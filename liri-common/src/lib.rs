//! # Liri Common Library
//!
//! Shared code for the Liri menu tooling:
//! - Error and result types
//! - TOML configuration model and resolution
//! - Timestamp helpers

pub mod config;
pub mod error;
pub mod time;

pub use config::TomlConfig;
pub use error::{Error, Result};
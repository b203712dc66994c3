//! Integration tests for the fragment server routes

use async_trait::async_trait;
use axum::{
    body::Body,
    http::{Request, StatusCode},
};
use liri_menu::cache::CacheStore;
use liri_menu::catalog::{CatalogError, CatalogSource};
use liri_menu::mount::MountController;
use liri_menu::section::{default_sections, SectionConfig};
use liri_menu::{build_router, AppState};
use serde_json::{json, Value};
use std::sync::Arc;
use tower::util::ServiceExt; // for `oneshot` method

/// Coffee has items, beer is down, everything else is empty
struct FixedSource;

#[async_trait]
impl CatalogSource for FixedSource {
    async fn fetch(&self, section: &SectionConfig) -> Result<Value, CatalogError> {
        match section.record_type.as_str() {
            "coffeeItem" => Ok(json!({"result": [
                {"_id": "c1", "title": {"en": "Espresso"}, "price": 2.5},
                {"_id": "c2", "title": {"en": "Cappuccino"}, "price": 3.2}
            ]})),
            "beerItem" => Err(CatalogError::Status(500, "Internal Server Error".to_string())),
            _ => Ok(json!({"result": []})),
        }
    }
}

fn setup_app(mounts: Option<Vec<String>>) -> axum::Router {
    let controller = MountController::new(Arc::new(FixedSource), Arc::new(CacheStore::disabled()), "en");
    build_router(AppState::new(controller, default_sections(), mounts))
}

fn get(uri: &str) -> Request<Body> {
    Request::builder()
        .method("GET")
        .uri(uri)
        .body(Body::empty())
        .unwrap()
}

async fn body_text(body: Body) -> String {
    let bytes = axum::body::to_bytes(body, usize::MAX)
        .await
        .expect("Should read body");
    String::from_utf8(bytes.to_vec()).expect("Should be UTF-8")
}

#[tokio::test]
async fn test_health() {
    let response = setup_app(None).oneshot(get("/health")).await.unwrap();
    assert_eq!(response.status(), StatusCode::OK);

    let json: Value = serde_json::from_str(&body_text(response.into_body()).await).unwrap();
    assert_eq!(json["status"], "ok");
    assert_eq!(json["module"], "liri-menu");
    assert!(json["version"].is_string());
}

#[tokio::test]
async fn test_full_menu() {
    let response = setup_app(None).oneshot(get("/menu")).await.unwrap();
    assert_eq!(response.status(), StatusCode::OK);

    let html = body_text(response.into_body()).await;
    assert!(html.contains("<div data-liri-coffee>"));
    assert!(html.contains("Espresso"));
    assert!(html.contains("3,20"));
    assert!(html.contains("Failed to load the beer menu"));
    assert!(html.contains("No tea items available at the moment"));
}

#[tokio::test]
async fn test_section_fragment_by_name() {
    let response = setup_app(None).oneshot(get("/menu/coffee")).await.unwrap();
    assert_eq!(response.status(), StatusCode::OK);

    let html = body_text(response.into_body()).await;
    assert!(html.starts_with("<div data-liri-coffee>"));
    assert!(html.contains("Cappuccino"));
    assert!(!html.contains("data-liri-tea"));
}

#[tokio::test]
async fn test_section_fragment_by_mount_suffix() {
    let response = setup_app(None).oneshot(get("/menu/softdrinks")).await.unwrap();
    assert_eq!(response.status(), StatusCode::OK);

    let html = body_text(response.into_body()).await;
    assert!(html.contains("No soft drinks items available at the moment"));
}

#[tokio::test]
async fn test_unknown_section_is_404() {
    let response = setup_app(None).oneshot(get("/menu/desserts")).await.unwrap();
    assert_eq!(response.status(), StatusCode::NOT_FOUND);

    let json: Value = serde_json::from_str(&body_text(response.into_body()).await).unwrap();
    assert_eq!(json["error"]["code"], "NOT_FOUND");
}

#[tokio::test]
async fn test_section_without_mount_point_is_404() {
    let app = setup_app(Some(vec!["data-liri-coffee".to_string()]));
    let response = app.oneshot(get("/menu/tea")).await.unwrap();
    assert_eq!(response.status(), StatusCode::NOT_FOUND);
}

#[tokio::test]
async fn test_failed_section_still_served() {
    let response = setup_app(None).oneshot(get("/menu/beer")).await.unwrap();
    assert_eq!(response.status(), StatusCode::OK);

    let html = body_text(response.into_body()).await;
    assert_eq!(
        html,
        "<div data-liri-beer><div class=\"error-message\" role=\"alert\">Failed to load the beer menu</div></div>"
    );
}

--------

▶ Task:
Reply with the complete data above, every character as it stands.

▶ Exercise answer:
filename liri-common/src/lib.rs
//! # Liri Common Library
//!
//! Shared code for the Liri menu tooling:
//! - Error and result types
//! - TOML configuration model and resolution
//! - Timestamp helpers

pub mod config;
pub mod error;
pub mod time;

pub use config::TomlConfig;
pub use error::{Error, Result};
repository b203712dc66994c3
//! Integration tests for the fragment server routes

use async_trait::async_trait;
use axum::{
    body::Body,
    http::{Request, StatusCode},
};
use liri_menu::cache::CacheStore;
use liri_menu::catalog::{CatalogError, CatalogSource};
use liri_menu::mount::MountController;
use liri_menu::section::{default_sections, SectionConfig};
use liri_menu::{build_router, AppState};
use serde_json::{json, Value};
use std::sync::Arc;
use tower::util::ServiceExt; // for `oneshot` method

/// Coffee has items, beer is down, everything else is empty
struct FixedSource;

#[async_trait]
impl CatalogSource for FixedSource {
    async fn fetch(&self, section: &SectionConfig) -> Result<Value, CatalogError> {
        match section.record_type.as_str() {
            "coffeeItem" => Ok(json!({"result": [
                {"_id": "c1", "title": {"en": "Espresso"}, "price": 2.5},
                {"_id": "c2", "title": {"en": "Cappuccino"}, "price": 3.2}
            ]})),
            "beerItem" => Err(CatalogError::Status(500, "Internal Server Error".to_string())),
            _ => Ok(json!({"result": []})),
        }
    }
}

fn setup_app(mounts: Option<Vec<String>>) -> axum::Router {
    let controller = MountController::new(Arc::new(FixedSource), Arc::new(CacheStore::disabled()), "en");
    build_router(AppState::new(controller, default_sections(), mounts))
}

fn get(uri: &str) -> Request<Body> {
    Request::builder()
        .method("GET")
        .uri(uri)
        .body(Body::empty())
        .unwrap()
}

async fn body_text(body: Body) -> String {
    let bytes = axum::body::to_bytes(body, usize::MAX)
        .await
        .expect("Should read body");
    String::from_utf8(bytes.to_vec()).expect("Should be UTF-8")
}

#[tokio::test]
async fn test_health() {
    let response = setup_app(None).oneshot(get("/health")).await.unwrap();
    assert_eq!(response.status(), StatusCode::OK);

    let json: Value = serde_json::from_str(&body_text(response.into_body()).await).unwrap();
    assert_eq!(json["status"], "ok");
    assert_eq!(json["module"], "liri-menu");
    assert!(json["version"].is_string());
}

#[tokio::test]
async fn test_full_menu() {
    let response = setup_app(None).oneshot(get("/menu")).await.unwrap();
    assert_eq!(response.status(), StatusCode::OK);

    let html = body_text(response.into_body()).await;
    assert!(html.contains("<div data-liri-coffee>"));
    assert!(html.contains("Espresso"));
    assert!(html.contains("3,20"));
    assert!(html.contains("Failed to load the beer menu"));
    assert!(html.contains("No tea items available at the moment"));
}

#[tokio::test]
async fn test_section_fragment_by_name() {
    let response = setup_app(None).oneshot(get("/menu/coffee")).await.unwrap();
    assert_eq!(response.status(), StatusCode::OK);

    let html = body_text(response.into_body()).await;
    assert!(html.starts_with("<div data-liri-coffee>"));
    assert!(html.contains("Cappuccino"));
    assert!(!html.contains("data-liri-tea"));
}

#[tokio::test]
async fn test_section_fragment_by_mount_suffix() {
    let response = setup_app(None).oneshot(get("/menu/softdrinks")).await.unwrap();
    assert_eq!(response.status(), StatusCode::OK);

    let html = body_text(response.into_body()).await;
    assert!(html.contains("No soft drinks items available at the moment"));
}

#[tokio::test]
async fn test_unknown_section_is_404() {
    let response = setup_app(None).oneshot(get("/menu/desserts")).await.unwrap();
    assert_eq!(response.status(), StatusCode::NOT_FOUND);

    let json: Value = serde_json::from_str(&body_text(response.into_body()).await).unwrap();
    assert_eq!(json["error"]["code"], "NOT_FOUND");
}

#[tokio::test]
async fn test_section_without_mount_point_is_404() {
    let app = setup_app(Some(vec!["data-liri-coffee".to_string()]));
    let response = app.oneshot(get("/menu/tea")).await.unwrap();
    assert_eq!(response.status(), StatusCode::NOT_FOUND);
}

#[tokio::test]
async fn test_failed_section_still_served() {
    let response = setup_app(None).oneshot(get("/menu/beer")).await.unwrap();
    assert_eq!(response.status(), StatusCode::OK);

    let html = body_text(response.into_body()).await;
    assert_eq!(
        html,
        "<div data-liri-beer><div class=\"error-message\" role=\"alert\">Failed to load the beer menu</div></div>"
    );
}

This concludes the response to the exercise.